◆ **Task to carry out**
Once the line with "Ok(self.inner.lock()?.spans.clone())" is found in the entries below, print it and each following line exactly, stopping after the line with "pub fn reset(&self)"; print nothing else.
*** Opening of Recorded data ***
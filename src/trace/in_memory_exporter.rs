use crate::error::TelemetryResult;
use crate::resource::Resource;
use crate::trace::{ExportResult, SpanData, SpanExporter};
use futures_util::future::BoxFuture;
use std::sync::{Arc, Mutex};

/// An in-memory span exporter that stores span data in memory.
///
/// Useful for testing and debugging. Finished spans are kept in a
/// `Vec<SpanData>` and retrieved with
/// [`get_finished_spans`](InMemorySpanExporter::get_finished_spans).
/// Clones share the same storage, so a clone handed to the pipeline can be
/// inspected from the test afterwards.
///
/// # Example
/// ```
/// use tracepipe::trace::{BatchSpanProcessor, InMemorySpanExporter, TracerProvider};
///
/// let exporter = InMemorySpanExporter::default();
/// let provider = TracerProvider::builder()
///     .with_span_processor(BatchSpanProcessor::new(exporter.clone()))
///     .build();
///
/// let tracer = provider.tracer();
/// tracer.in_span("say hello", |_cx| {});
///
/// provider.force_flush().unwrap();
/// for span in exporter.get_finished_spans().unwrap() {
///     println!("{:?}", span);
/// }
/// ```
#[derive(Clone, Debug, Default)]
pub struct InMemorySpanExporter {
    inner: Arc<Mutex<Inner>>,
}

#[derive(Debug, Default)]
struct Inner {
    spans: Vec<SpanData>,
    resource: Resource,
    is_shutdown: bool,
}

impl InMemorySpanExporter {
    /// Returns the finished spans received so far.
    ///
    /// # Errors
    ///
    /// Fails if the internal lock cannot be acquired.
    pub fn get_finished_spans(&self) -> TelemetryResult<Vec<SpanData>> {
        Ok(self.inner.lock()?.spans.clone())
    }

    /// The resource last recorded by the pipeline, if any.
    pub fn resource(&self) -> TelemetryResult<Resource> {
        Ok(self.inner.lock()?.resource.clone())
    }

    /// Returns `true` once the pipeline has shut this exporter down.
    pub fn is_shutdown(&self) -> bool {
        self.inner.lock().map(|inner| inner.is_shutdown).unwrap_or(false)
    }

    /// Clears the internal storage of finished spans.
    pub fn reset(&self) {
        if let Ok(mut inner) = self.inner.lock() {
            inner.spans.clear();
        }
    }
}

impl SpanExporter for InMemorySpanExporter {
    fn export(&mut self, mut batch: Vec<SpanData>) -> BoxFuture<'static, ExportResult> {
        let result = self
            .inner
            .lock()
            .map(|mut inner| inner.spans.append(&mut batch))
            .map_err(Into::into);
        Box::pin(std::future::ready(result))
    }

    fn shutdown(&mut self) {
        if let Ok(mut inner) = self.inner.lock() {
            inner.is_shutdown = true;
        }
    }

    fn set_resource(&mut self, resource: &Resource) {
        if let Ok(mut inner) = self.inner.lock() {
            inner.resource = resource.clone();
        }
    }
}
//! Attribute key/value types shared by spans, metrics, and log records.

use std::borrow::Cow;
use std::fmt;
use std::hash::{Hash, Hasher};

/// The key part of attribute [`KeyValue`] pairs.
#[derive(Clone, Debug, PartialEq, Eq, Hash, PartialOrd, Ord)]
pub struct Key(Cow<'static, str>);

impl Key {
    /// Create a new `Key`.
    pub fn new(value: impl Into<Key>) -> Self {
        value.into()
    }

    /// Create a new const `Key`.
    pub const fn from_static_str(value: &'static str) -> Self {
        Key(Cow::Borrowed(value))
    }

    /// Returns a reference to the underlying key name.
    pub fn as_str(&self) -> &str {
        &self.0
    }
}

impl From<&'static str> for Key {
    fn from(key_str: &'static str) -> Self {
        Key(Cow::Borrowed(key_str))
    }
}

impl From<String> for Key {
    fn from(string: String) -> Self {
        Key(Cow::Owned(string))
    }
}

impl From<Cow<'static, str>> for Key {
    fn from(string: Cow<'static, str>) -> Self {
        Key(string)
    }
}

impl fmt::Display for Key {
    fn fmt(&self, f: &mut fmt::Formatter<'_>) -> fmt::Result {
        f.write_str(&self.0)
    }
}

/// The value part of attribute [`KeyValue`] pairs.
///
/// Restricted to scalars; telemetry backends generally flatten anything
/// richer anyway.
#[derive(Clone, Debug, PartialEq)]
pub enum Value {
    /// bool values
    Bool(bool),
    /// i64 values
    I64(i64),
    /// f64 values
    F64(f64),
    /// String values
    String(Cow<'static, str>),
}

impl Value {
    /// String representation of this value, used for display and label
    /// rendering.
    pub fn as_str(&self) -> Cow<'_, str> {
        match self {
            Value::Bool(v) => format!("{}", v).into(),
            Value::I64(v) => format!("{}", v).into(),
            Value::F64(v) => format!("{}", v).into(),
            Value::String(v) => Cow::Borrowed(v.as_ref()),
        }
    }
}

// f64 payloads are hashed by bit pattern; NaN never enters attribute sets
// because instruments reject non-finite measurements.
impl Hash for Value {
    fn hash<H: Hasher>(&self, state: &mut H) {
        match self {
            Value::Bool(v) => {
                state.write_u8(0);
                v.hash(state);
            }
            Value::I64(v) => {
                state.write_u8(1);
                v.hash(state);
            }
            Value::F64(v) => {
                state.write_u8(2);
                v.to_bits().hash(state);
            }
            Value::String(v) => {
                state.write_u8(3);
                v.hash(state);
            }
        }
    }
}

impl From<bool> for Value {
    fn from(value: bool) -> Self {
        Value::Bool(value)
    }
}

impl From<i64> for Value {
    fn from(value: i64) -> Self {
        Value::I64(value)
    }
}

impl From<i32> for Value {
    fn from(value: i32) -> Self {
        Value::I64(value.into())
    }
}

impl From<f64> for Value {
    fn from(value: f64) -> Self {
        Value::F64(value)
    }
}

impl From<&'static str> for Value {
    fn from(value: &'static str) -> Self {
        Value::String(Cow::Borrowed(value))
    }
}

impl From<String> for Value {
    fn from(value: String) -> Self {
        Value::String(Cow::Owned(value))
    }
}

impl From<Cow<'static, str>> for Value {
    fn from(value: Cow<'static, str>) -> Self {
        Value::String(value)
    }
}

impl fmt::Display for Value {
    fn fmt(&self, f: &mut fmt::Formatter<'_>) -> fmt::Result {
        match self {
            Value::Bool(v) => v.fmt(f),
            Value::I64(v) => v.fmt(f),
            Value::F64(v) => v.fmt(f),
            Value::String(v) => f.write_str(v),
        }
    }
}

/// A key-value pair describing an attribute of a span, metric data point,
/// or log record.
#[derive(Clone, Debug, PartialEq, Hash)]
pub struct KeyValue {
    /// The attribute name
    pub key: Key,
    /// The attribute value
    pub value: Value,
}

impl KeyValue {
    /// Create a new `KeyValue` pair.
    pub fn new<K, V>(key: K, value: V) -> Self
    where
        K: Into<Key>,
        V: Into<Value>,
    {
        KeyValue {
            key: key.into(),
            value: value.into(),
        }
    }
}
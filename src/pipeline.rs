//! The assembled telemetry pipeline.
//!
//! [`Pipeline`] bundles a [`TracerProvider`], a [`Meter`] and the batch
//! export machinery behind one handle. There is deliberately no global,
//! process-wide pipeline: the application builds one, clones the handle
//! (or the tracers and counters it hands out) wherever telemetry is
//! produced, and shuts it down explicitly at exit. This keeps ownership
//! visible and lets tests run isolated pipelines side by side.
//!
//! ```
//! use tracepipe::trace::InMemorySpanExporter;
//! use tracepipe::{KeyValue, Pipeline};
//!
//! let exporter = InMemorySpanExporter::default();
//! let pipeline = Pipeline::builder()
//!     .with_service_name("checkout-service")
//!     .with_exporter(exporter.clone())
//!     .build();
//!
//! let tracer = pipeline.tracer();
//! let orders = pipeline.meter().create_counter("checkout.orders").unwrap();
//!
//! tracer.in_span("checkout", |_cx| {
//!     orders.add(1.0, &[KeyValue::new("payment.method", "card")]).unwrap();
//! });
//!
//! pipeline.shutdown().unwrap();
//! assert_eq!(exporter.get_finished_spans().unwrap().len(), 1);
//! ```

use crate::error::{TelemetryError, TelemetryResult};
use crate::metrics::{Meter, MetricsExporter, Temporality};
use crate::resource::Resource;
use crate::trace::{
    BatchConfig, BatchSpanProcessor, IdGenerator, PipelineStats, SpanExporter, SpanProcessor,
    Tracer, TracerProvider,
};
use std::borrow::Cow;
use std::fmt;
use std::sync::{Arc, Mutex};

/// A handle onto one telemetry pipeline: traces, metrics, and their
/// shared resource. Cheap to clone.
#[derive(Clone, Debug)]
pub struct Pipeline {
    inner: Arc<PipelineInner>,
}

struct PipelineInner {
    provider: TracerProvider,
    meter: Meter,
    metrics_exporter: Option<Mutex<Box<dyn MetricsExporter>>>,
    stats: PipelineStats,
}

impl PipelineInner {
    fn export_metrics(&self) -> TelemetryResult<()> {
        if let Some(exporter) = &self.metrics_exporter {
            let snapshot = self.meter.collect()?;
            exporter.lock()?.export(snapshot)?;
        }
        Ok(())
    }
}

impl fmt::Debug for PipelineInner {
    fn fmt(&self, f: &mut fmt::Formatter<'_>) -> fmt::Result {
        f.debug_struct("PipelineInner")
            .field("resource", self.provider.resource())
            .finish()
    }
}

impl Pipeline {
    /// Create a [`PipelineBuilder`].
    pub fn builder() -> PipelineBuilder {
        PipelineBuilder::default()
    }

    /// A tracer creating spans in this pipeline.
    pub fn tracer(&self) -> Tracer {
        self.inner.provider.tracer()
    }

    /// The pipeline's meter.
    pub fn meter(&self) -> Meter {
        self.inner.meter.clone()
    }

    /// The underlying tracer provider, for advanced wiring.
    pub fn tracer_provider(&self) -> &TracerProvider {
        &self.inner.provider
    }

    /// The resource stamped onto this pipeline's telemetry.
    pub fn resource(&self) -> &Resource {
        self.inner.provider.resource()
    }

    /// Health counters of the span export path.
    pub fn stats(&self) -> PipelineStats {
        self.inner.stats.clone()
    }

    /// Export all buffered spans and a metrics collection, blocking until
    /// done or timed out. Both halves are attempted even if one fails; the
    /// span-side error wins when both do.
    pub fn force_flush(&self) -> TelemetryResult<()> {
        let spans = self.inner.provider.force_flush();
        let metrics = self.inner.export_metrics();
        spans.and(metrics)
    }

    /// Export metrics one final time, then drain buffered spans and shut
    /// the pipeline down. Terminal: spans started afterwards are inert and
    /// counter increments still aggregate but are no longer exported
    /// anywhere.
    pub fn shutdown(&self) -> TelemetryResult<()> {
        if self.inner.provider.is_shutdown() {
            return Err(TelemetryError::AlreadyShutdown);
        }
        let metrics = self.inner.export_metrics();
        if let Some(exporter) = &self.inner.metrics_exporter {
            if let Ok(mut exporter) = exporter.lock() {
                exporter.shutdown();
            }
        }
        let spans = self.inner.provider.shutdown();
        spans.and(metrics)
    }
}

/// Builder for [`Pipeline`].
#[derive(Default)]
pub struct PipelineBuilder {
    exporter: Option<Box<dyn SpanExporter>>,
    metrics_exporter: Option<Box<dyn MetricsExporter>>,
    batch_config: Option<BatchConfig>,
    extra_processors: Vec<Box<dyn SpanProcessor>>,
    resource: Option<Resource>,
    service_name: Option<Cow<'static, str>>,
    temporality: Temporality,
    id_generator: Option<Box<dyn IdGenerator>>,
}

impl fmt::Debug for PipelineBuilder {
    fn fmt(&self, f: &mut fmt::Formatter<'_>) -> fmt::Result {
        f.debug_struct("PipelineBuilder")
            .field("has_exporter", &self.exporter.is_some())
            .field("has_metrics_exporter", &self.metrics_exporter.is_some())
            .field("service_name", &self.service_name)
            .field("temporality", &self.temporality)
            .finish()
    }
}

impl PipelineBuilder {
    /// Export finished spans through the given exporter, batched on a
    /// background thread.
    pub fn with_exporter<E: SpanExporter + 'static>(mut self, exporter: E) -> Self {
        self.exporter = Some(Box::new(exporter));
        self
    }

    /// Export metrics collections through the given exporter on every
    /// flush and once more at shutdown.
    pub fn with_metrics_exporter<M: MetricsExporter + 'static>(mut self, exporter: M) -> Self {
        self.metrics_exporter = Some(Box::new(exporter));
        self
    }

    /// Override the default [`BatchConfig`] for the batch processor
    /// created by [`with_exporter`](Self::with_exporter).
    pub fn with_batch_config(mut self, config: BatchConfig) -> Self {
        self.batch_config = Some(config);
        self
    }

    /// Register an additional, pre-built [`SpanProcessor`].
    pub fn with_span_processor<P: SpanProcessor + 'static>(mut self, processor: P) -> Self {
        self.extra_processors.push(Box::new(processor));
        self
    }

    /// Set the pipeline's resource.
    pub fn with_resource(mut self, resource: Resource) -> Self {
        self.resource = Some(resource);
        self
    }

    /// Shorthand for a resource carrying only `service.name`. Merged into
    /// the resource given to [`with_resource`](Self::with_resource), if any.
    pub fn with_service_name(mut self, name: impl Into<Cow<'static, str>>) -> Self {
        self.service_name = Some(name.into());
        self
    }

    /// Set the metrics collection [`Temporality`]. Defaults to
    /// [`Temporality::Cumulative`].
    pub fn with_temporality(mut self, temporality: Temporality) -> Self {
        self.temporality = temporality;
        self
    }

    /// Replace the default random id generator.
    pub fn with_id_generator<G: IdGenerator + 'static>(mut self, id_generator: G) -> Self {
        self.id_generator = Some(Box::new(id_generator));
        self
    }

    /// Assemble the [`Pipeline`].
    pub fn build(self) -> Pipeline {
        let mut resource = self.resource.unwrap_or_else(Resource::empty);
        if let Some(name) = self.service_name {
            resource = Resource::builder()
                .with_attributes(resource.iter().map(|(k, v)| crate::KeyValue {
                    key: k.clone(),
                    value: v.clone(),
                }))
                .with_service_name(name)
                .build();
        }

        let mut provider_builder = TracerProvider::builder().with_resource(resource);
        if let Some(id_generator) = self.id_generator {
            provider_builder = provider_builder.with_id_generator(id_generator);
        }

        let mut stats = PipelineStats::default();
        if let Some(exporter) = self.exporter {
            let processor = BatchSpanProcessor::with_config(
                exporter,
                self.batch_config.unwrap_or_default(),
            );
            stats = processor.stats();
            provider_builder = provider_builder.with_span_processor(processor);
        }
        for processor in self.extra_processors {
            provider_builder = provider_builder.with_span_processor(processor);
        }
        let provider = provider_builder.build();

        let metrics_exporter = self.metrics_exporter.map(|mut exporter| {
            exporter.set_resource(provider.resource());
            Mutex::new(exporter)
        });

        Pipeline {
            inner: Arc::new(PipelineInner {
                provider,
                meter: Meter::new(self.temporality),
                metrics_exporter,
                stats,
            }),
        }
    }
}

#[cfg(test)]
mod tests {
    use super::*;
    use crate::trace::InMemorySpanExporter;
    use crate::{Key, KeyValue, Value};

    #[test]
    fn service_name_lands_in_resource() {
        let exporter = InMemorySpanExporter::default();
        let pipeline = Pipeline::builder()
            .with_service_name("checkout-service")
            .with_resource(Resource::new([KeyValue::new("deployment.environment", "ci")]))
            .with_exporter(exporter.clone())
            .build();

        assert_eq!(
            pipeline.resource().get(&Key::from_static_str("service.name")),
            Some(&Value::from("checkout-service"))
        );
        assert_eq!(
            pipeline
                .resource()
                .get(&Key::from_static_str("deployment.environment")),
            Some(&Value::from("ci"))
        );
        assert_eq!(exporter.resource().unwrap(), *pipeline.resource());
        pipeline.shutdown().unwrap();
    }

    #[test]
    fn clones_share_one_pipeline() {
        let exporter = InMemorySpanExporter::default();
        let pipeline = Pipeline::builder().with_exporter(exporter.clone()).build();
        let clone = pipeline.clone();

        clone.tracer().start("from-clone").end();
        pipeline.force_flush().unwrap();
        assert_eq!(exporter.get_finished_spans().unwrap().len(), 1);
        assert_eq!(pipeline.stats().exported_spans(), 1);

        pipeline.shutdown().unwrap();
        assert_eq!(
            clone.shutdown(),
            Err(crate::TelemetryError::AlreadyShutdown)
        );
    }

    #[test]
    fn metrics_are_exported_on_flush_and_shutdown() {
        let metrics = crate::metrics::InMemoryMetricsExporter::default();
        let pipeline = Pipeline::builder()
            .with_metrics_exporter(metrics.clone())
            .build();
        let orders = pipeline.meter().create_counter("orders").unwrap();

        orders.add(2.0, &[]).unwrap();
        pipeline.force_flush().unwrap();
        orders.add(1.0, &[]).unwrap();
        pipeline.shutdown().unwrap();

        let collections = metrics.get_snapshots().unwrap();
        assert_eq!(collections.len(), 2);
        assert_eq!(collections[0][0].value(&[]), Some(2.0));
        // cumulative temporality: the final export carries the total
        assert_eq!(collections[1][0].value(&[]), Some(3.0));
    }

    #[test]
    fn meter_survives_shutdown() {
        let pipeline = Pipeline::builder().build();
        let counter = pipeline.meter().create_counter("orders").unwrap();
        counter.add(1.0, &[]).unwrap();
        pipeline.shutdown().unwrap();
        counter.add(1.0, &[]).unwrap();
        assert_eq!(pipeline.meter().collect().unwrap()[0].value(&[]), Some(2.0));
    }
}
*** Close of Recorded data ***
◆ **Reply to the task**
        Ok(self.inner.lock()?.spans.clone())
    }

    /// The resource last recorded by the pipeline, if any.
    pub fn resource(&self) -> TelemetryResult<Resource> {
        Ok(self.inner.lock()?.resource.clone())
    }

    /// Returns `true` once the pipeline has shut this exporter down.
    pub fn is_shutdown(&self) -> bool {
        self.inner.lock().map(|inner| inner.is_shutdown).unwrap_or(false)
    }

    /// Clears the internal storage of finished spans.
    pub fn reset(&self) {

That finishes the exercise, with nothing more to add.